On the last day of July, while carrying out an air test on a Spitfire, Stenborg encountered three Bf 109s. Having the benefit of height he surprised the trio, destroying one of them. On 17 August, while leading a flight of four Spitfires, he came across several Bf 109s near Kalafrana. One of the pilots in his flight destroyed two Bf 109s while Stenborg shot down another. However, his aircraft was badly damaged. With his aircraft in a dive from 8200 m, he struggled to open the hood. He was eventually able to bale out, landing in the sea 8 km from Malta and taking to his inflatable dinghy before being rescued.

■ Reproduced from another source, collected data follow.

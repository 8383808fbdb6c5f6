//! Input helpers.
//!
//! - delimited catalog ingest (`ingest`)

pub mod ingest;

pub use ingest::*;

He later admitted that the experience "shook him to his teeth". By this time, Stenborg had been joined at No. 185 Squadron by another New Zealander, John Houlton, who later described him as "an amusing, volatile type". According to Houlton, when he arrived at the squadron earlier in the month, Stenborg had just been grounded for performing low-level acrobatics over the squadron's airfield.

===Service with No. 91 Squadron===
Having flown 34 operational flights for No. 185 Squadron, Stenborg returned to England in late August 1942 and spent a period of time on instructing duties at No. 58 OTU. He then went on to Flight Leaders School before being posted in May 1943 to No. 91 Squadron. It was based at Hawkinge and was equipped with Mk XII Spitfires, flying on offensive sorties to German-occupied Europe and escorting bombers. Now a flight lieutenant, on 24 August, Stenborg shared in the destruction of a Fw 190 near Bernay and on 4 September claimed sole credit for shooting down another Fw 190 and damaging a second, both near Le Touquet. He destroyed a Bf 109 over Verneuil on 16 September and shot down a Bf 109 to the northeast of Rouen a week later.

The next day, 24 September, while flying a Ramrod mission escorting bombers to Beauvais in France, No. 91 Squadron encountered a large group of enemy fighters. During the resulting dogfight, Stenborg was shot down and killed. His aircraft crashed 14 km from Beauvais. He was buried nearby at the Marissel French National Cemetery, Oise. By the time of his death, Stenborg had flown 120 operational flights for No. 91 Squadron and 188 sorties altogether. He was credited with having destroyed fifteen aircraft, one of which was shared with other pilots, and damaging three others.

==Legacy==
Stenborg is one of the 191 New Zealanders killed in the Second World War who are listed on the Takapuna War Memorial in Auckland. He is also listed on the nearby Howick and Pakuranga First World War Memorial, in a section for those killed in the Second World War.